(Material shown begins)
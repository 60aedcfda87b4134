use std::num::NonZeroU32;
use std::pin::pin;
use std::sync::mpsc;
use std::thread;

use anyhow::{anyhow, bail, Context, Result};
use log::{debug, info, trace};

use llama_cpp_2::context::params::LlamaContextParams;
use llama_cpp_2::context::LlamaContext;
use llama_cpp_2::llama_backend::LlamaBackend as Backend;
use llama_cpp_2::llama_batch::LlamaBatch;
use llama_cpp_2::model::params::LlamaModelParams;
use llama_cpp_2::model::{AddBos, LlamaChatMessage, LlamaModel};
use llama_cpp_2::sampling::LlamaSampler;

use crate::llm::{ChatBackend, ChatMessage};

// ---------------------------------------------------------------------------
// Model configuration
// ---------------------------------------------------------------------------

#[derive(Debug, Clone, PartialEq)]
pub struct ModelConfig {
    /// How many layers to offload to GPU (0 = CPU only).
    pub n_gpu_layers: u32,
    /// Context window size in tokens.
    pub n_ctx: u32,
    /// Maximum tokens to generate per completion.
    pub max_tokens: usize,
    pub temperature: f32,
    /// Sampler seed; a fixed seed makes replies reproducible for a given prompt.
    pub seed: u32,
}

impl Default for ModelConfig {
    fn default() -> Self {
        Self {
            n_gpu_layers: 0,
            n_ctx: 8192,
            max_tokens: 1024,
            temperature: 0.8,
            seed: 1234,
        }
    }
}

impl ModelConfig {
    /// Repetition penalty over the last 64 tokens, then top-k and top-p,
    /// then temperature.
    fn sampler(&self) -> LlamaSampler {
        LlamaSampler::chain_simple([
            LlamaSampler::penalties(64, 1.1, 0.0, 0.0),
            LlamaSampler::top_k(40),
            LlamaSampler::top_p(0.95, 1),
            LlamaSampler::temp(self.temperature),
            LlamaSampler::dist(self.seed),
        ])
    }
}

// ---------------------------------------------------------------------------
// Worker-side model handle
// ---------------------------------------------------------------------------

struct LoadedModel {
    model: &'static LlamaModel,
    ctx: LlamaContext<'static>,
    config: ModelConfig,
}

impl LoadedModel {
    fn load(model_path: &str, config: ModelConfig) -> Result<Self> {
        let backend: &'static Backend = Box::leak(Box::new(
            Backend::init().context("failed to init llama backend")?,
        ));

        info!(
            "Loading {model_path} (gpu layers {}, context {}, max tokens {}, temperature {})",
            config.n_gpu_layers, config.n_ctx, config.max_tokens, config.temperature
        );

        let params = pin!(LlamaModelParams::default().with_n_gpu_layers(config.n_gpu_layers));
        let model: &'static LlamaModel = Box::leak(Box::new(
            LlamaModel::load_from_file(backend, model_path, &params)
                .with_context(|| format!("failed to load {model_path}"))?,
        ));

        let n_ctx = NonZeroU32::new(config.n_ctx).context("context size must be > 0")?;
        let ctx = model
            .new_context(backend, LlamaContextParams::default().with_n_ctx(Some(n_ctx)))
            .context("failed to create inference context")?;

        info!("Model ready");
        Ok(Self { model, ctx, config })
    }

    /// Render the conversation with the model's own chat template.
    fn render(&self, messages: &[ChatMessage]) -> Result<String> {
        let chat = messages
            .iter()
            .map(|m| LlamaChatMessage::new(m.role.clone(), m.content.clone()))
            .collect::<std::result::Result<Vec<_>, _>>()
            .context("message contains an interior NUL")?;
        let template = self
            .model
            .chat_template(None)
            .context("model has no chat template")?;
        self.model
            .apply_chat_template(&template, &chat, true)
            .context("failed to apply chat template")
    }

    /// Decode the whole prompt through `batch`, leaving its last logits ready
    /// for the first sampled token.
    fn prefill(&mut self, prompt: &str, batch: &mut LlamaBatch) -> Result<()> {
        let tokens = self
            .model
            .str_to_token(prompt, AddBos::Always)
            .context("tokenization failed")?;
        let Some(last) = tokens.len().checked_sub(1) else {
            bail!("prompt produced no tokens");
        };
        if tokens.len() >= self.config.n_ctx as usize {
            bail!(
                "prompt is {} tokens but the context holds {}",
                tokens.len(),
                self.config.n_ctx
            );
        }
        debug!("Prompt is {} tokens", tokens.len());

        for (i, token) in tokens.iter().enumerate() {
            batch.add(*token, i as i32, &[0], i == last)?;
        }
        self.ctx.decode(batch).context("prompt decode failed")
    }

    fn generate(&mut self, messages: &[ChatMessage]) -> Result<String> {
        self.ctx.clear_kv_cache();
        let prompt = self.render(messages)?;
        trace!("Rendered prompt:\n{prompt}");

        let mut batch = LlamaBatch::new(self.config.n_ctx as usize, 1);
        self.prefill(&prompt, &mut batch)?;
        let mut position = batch.n_tokens();
        // Never sample past the end of the context window.
        let room = self.config.n_ctx as usize - position as usize;
        let budget = self.config.max_tokens.min(room);
        let mut sampler = self.config.sampler();
        let mut utf8 = encoding_rs::UTF_8.new_decoder();
        let mut reply = String::new();

        for _ in 0..budget {
            let token = sampler.sample(&self.ctx, batch.n_tokens() - 1);
            sampler.accept(token);
            if self.model.is_eog_token(token) {
                break;
            }
            reply.push_str(
                &self
                    .model
                    .token_to_piece(token, &mut utf8, true, None)
                    .context("failed to detokenize")?,
            );

            batch.clear();
            batch.add(token, position, &[0], true)?;
            self.ctx.decode(&mut batch).context("decode step failed")?;
            position += 1;
        }

        trace!("Raw reply ({} bytes):\n{reply}", reply.len());
        Ok(reply)
    }
}

// ---------------------------------------------------------------------------
// Thread-safe front
// ---------------------------------------------------------------------------

type Request = (Vec<ChatMessage>, mpsc::Sender<Result<String>>);

/// A local GGUF model. The llama.cpp context is not thread-safe, so it lives
/// on a dedicated worker thread and requests are queued to it.
pub struct LlamaBackend {
    requests: mpsc::Sender<Request>,
}

impl LlamaBackend {
    pub fn load(model_path: &str, config: ModelConfig) -> Result<Self> {
        let (requests, inbox) = mpsc::channel::<Request>();
        let (ready_tx, ready_rx) = mpsc::channel::<Result<()>>();
        let path = model_path.to_string();

        thread::Builder::new()
            .name("llama-worker".into())
            .spawn(move || {
                let mut model = match LoadedModel::load(&path, config) {
                    Ok(model) => {
                        let _ = ready_tx.send(Ok(()));
                        model
                    }
                    Err(e) => {
                        let _ = ready_tx.send(Err(e));
                        return;
                    }
                };
                for (messages, reply) in inbox {
                    let _ = reply.send(model.generate(&messages));
                }
                debug!("llama worker shutting down");
            })
            .context("failed to spawn llama worker thread")?;

        ready_rx
            .recv()
            .context("llama worker exited during start-up")??;
        Ok(Self { requests })
    }
}

impl ChatBackend for LlamaBackend {
    fn chat(&self, messages: &[ChatMessage]) -> Result<String> {
        let (reply_tx, reply_rx) = mpsc::channel();
        self.requests
            .send((messages.to_vec(), reply_tx))
            .map_err(|_| anyhow!("llama worker is gone"))?;
        reply_rx
            .recv()
            .context("llama worker dropped the request")?
    }
}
(Material shown ends)
→ **Activity**
Filter the data, keeping only the lines that contain "None".

→ **Your response**
            .chat_template(None)
                    .token_to_piece(token, &mut utf8, true, None)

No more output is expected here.